### Aim of the task:
Please repeat each entry. Match every word exactly.
****************
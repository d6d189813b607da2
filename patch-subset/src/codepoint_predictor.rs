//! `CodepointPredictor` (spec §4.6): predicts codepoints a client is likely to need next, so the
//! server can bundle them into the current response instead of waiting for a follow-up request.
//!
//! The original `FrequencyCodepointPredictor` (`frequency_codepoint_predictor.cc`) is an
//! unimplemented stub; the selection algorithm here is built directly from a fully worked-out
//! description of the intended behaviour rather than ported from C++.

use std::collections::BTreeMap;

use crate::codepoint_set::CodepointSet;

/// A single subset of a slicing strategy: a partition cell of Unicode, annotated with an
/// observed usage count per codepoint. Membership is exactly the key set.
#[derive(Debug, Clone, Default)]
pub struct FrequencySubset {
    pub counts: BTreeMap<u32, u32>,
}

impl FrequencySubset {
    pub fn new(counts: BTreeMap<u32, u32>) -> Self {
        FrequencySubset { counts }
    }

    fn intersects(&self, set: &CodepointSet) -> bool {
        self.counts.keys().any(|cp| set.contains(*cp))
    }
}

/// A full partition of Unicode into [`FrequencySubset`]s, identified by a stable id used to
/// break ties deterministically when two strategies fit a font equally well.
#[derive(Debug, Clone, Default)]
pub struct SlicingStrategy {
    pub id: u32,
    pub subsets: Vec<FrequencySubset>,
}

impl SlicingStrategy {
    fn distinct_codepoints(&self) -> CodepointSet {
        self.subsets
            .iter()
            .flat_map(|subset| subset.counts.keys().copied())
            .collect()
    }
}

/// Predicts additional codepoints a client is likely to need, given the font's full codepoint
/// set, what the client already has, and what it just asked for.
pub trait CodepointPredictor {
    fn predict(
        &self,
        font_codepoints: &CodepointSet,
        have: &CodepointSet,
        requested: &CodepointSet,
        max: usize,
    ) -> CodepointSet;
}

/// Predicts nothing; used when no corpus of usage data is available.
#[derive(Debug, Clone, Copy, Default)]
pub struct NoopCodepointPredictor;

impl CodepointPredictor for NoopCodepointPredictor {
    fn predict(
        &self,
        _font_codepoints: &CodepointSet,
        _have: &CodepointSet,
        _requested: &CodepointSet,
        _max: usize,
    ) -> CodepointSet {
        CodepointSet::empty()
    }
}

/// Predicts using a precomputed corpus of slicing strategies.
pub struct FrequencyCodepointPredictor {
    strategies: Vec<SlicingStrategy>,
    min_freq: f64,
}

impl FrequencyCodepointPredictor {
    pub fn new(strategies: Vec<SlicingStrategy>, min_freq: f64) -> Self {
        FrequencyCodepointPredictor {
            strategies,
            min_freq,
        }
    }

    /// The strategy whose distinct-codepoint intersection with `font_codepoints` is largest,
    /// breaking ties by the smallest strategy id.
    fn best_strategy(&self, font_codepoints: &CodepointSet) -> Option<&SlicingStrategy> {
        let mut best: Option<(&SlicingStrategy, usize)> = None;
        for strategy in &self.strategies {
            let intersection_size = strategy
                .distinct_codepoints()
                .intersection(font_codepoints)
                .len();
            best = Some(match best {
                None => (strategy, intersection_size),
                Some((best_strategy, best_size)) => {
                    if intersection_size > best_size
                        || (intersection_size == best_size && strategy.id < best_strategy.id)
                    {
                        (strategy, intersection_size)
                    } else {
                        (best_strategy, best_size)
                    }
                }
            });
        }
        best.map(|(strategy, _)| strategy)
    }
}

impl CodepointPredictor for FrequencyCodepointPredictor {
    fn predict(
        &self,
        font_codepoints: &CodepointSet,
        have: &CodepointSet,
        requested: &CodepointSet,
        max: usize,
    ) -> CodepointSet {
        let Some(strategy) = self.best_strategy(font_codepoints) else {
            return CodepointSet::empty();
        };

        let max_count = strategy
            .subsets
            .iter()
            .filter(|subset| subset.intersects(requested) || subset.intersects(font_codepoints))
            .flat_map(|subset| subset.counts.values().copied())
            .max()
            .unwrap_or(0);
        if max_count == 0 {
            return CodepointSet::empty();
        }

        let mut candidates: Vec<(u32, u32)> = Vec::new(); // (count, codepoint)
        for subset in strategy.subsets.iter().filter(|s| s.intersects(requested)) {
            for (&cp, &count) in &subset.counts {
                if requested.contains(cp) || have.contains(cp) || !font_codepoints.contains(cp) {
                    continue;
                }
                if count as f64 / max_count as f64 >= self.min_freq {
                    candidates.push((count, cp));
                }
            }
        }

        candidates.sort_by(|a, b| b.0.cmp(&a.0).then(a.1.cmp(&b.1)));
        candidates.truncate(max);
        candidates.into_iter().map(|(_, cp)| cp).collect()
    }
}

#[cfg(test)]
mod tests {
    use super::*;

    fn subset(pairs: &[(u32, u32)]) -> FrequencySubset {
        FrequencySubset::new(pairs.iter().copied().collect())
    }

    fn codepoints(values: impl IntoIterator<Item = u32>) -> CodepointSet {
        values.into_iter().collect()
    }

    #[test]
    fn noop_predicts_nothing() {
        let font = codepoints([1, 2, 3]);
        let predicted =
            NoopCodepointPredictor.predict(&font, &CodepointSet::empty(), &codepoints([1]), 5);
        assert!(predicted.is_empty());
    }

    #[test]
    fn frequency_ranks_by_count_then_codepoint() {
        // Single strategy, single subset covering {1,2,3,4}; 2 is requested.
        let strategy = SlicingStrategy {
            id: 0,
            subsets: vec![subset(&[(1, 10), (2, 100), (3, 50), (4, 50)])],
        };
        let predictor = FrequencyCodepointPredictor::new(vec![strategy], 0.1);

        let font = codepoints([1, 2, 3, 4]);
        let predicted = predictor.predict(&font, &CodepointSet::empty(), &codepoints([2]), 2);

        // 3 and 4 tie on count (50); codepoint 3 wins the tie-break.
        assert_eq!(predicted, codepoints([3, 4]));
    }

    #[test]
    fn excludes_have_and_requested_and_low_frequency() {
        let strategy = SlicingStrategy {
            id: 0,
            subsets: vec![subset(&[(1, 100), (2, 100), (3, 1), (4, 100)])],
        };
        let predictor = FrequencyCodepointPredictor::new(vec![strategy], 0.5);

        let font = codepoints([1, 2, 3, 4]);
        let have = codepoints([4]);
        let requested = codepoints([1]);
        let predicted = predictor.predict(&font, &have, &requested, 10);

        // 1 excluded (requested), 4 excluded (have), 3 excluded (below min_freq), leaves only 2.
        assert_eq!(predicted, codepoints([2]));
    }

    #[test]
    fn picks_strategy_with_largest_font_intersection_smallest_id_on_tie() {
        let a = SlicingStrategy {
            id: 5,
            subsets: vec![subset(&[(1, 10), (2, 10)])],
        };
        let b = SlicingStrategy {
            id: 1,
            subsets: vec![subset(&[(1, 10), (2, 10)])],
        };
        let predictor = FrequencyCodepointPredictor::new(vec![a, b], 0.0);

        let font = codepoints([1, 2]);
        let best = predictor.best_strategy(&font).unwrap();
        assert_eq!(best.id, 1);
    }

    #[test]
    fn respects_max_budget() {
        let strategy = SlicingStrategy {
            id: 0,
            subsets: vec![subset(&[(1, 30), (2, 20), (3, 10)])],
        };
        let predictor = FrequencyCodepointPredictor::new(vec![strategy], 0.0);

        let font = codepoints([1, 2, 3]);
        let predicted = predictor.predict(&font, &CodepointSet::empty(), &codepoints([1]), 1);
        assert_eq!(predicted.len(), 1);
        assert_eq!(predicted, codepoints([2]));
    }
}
****************
### Result of the exercise:
repository d6d189813b607da2
filename patch-subset/src/codepoint_predictor.rs
//! `CodepointPredictor` (spec §4.6): predicts codepoints a client is likely to need next, so the
//! server can bundle them into the current response instead of waiting for a follow-up request.
//!
//! The original `FrequencyCodepointPredictor` (`frequency_codepoint_predictor.cc`) is an
//! unimplemented stub; the selection algorithm here is built directly from a fully worked-out
//! description of the intended behaviour rather than ported from C++.

use std::collections::BTreeMap;

use crate::codepoint_set::CodepointSet;

/// A single subset of a slicing strategy: a partition cell of Unicode, annotated with an
/// observed usage count per codepoint. Membership is exactly the key set.
#[derive(Debug, Clone, Default)]
pub struct FrequencySubset {
    pub counts: BTreeMap<u32, u32>,
}

impl FrequencySubset {
    pub fn new(counts: BTreeMap<u32, u32>) -> Self {
        FrequencySubset { counts }
    }

    fn intersects(&self, set: &CodepointSet) -> bool {
        self.counts.keys().any(|cp| set.contains(*cp))
    }
}

/// A full partition of Unicode into [`FrequencySubset`]s, identified by a stable id used to
/// break ties deterministically when two strategies fit a font equally well.
#[derive(Debug, Clone, Default)]
pub struct SlicingStrategy {
    pub id: u32,
    pub subsets: Vec<FrequencySubset>,
}

impl SlicingStrategy {
    fn distinct_codepoints(&self) -> CodepointSet {
        self.subsets
            .iter()
            .flat_map(|subset| subset.counts.keys().copied())
            .collect()
    }
}

/// Predicts additional codepoints a client is likely to need, given the font's full codepoint
/// set, what the client already has, and what it just asked for.
pub trait CodepointPredictor {
    fn predict(
        &self,
        font_codepoints: &CodepointSet,
        have: &CodepointSet,
        requested: &CodepointSet,
        max: usize,
    ) -> CodepointSet;
}

/// Predicts nothing; used when no corpus of usage data is available.
#[derive(Debug, Clone, Copy, Default)]
pub struct NoopCodepointPredictor;

impl CodepointPredictor for NoopCodepointPredictor {
    fn predict(
        &self,
        _font_codepoints: &CodepointSet,
        _have: &CodepointSet,
        _requested: &CodepointSet,
        _max: usize,
    ) -> CodepointSet {
        CodepointSet::empty()
    }
}

/// Predicts using a precomputed corpus of slicing strategies.
pub struct FrequencyCodepointPredictor {
    strategies: Vec<SlicingStrategy>,
    min_freq: f64,
}

impl FrequencyCodepointPredictor {
    pub fn new(strategies: Vec<SlicingStrategy>, min_freq: f64) -> Self {
        FrequencyCodepointPredictor {
            strategies,
            min_freq,
        }
    }

    /// The strategy whose distinct-codepoint intersection with `font_codepoints` is largest,
    /// breaking ties by the smallest strategy id.
    fn best_strategy(&self, font_codepoints: &CodepointSet) -> Option<&SlicingStrategy> {
        let mut best: Option<(&SlicingStrategy, usize)> = None;
        for strategy in &self.strategies {
            let intersection_size = strategy
                .distinct_codepoints()
                .intersection(font_codepoints)
                .len();
            best = Some(match best {
                None => (strategy, intersection_size),
                Some((best_strategy, best_size)) => {
                    if intersection_size > best_size
                        || (intersection_size == best_size && strategy.id < best_strategy.id)
                    {
                        (strategy, intersection_size)
                    } else {
                        (best_strategy, best_size)
                    }
                }
            });
        }
        best.map(|(strategy, _)| strategy)
    }
}

impl CodepointPredictor for FrequencyCodepointPredictor {
    fn predict(
        &self,
        font_codepoints: &CodepointSet,
        have: &CodepointSet,
        requested: &CodepointSet,
        max: usize,
    ) -> CodepointSet {
        let Some(strategy) = self.best_strategy(font_codepoints) else {
            return CodepointSet::empty();
        };

        let max_count = strategy
            .subsets
            .iter()
            .filter(|subset| subset.intersects(requested) || subset.intersects(font_codepoints))
            .flat_map(|subset| subset.counts.values().copied())
            .max()
            .unwrap_or(0);
        if max_count == 0 {
            return CodepointSet::empty();
        }

        let mut candidates: Vec<(u32, u32)> = Vec::new(); // (count, codepoint)
        for subset in strategy.subsets.iter().filter(|s| s.intersects(requested)) {
            for (&cp, &count) in &subset.counts {
                if requested.contains(cp) || have.contains(cp) || !font_codepoints.contains(cp) {
                    continue;
                }
                if count as f64 / max_count as f64 >= self.min_freq {
                    candidates.push((count, cp));
                }
            }
        }

        candidates.sort_by(|a, b| b.0.cmp(&a.0).then(a.1.cmp(&b.1)));
        candidates.truncate(max);
        candidates.into_iter().map(|(_, cp)| cp).collect()
    }
}

#[cfg(test)]
mod tests {
    use super::*;

    fn subset(pairs: &[(u32, u32)]) -> FrequencySubset {
        FrequencySubset::new(pairs.iter().copied().collect())
    }

    fn codepoints(values: impl IntoIterator<Item = u32>) -> CodepointSet {
        values.into_iter().collect()
    }

    #[test]
    fn noop_predicts_nothing() {
        let font = codepoints([1, 2, 3]);
        let predicted =
            NoopCodepointPredictor.predict(&font, &CodepointSet::empty(), &codepoints([1]), 5);
        assert!(predicted.is_empty());
    }

    #[test]
    fn frequency_ranks_by_count_then_codepoint() {
        // Single strategy, single subset covering {1,2,3,4}; 2 is requested.
        let strategy = SlicingStrategy {
            id: 0,
            subsets: vec![subset(&[(1, 10), (2, 100), (3, 50), (4, 50)])],
        };
        let predictor = FrequencyCodepointPredictor::new(vec![strategy], 0.1);

        let font = codepoints([1, 2, 3, 4]);
        let predicted = predictor.predict(&font, &CodepointSet::empty(), &codepoints([2]), 2);

        // 3 and 4 tie on count (50); codepoint 3 wins the tie-break.
        assert_eq!(predicted, codepoints([3, 4]));
    }

    #[test]
    fn excludes_have_and_requested_and_low_frequency() {
        let strategy = SlicingStrategy {
            id: 0,
            subsets: vec![subset(&[(1, 100), (2, 100), (3, 1), (4, 100)])],
        };
        let predictor = FrequencyCodepointPredictor::new(vec![strategy], 0.5);

        let font = codepoints([1, 2, 3, 4]);
        let have = codepoints([4]);
        let requested = codepoints([1]);
        let predicted = predictor.predict(&font, &have, &requested, 10);

        // 1 excluded (requested), 4 excluded (have), 3 excluded (below min_freq), leaves only 2.
        assert_eq!(predicted, codepoints([2]));
    }

    #[test]
    fn picks_strategy_with_largest_font_intersection_smallest_id_on_tie() {
        let a = SlicingStrategy {
            id: 5,
            subsets: vec![subset(&[(1, 10), (2, 10)])],
        };
        let b = SlicingStrategy {
            id: 1,
            subsets: vec![subset(&[(1, 10), (2, 10)])],
        };
        let predictor = FrequencyCodepointPredictor::new(vec![a, b], 0.0);

        let font = codepoints([1, 2]);
        let best = predictor.best_strategy(&font).unwrap();
        assert_eq!(best.id, 1);
    }

    #[test]
    fn respects_max_budget() {
        let strategy = SlicingStrategy {
            id: 0,
            subsets: vec![subset(&[(1, 30), (2, 20), (3, 10)])],
        };
        let predictor = FrequencyCodepointPredictor::new(vec![strategy], 0.0);

        let font = codepoints([1, 2, 3]);
        let predicted = predictor.predict(&font, &CodepointSet::empty(), &codepoints([1]), 1);
        assert_eq!(predicted.len(), 1);
        assert_eq!(predicted, codepoints([2]));
    }
}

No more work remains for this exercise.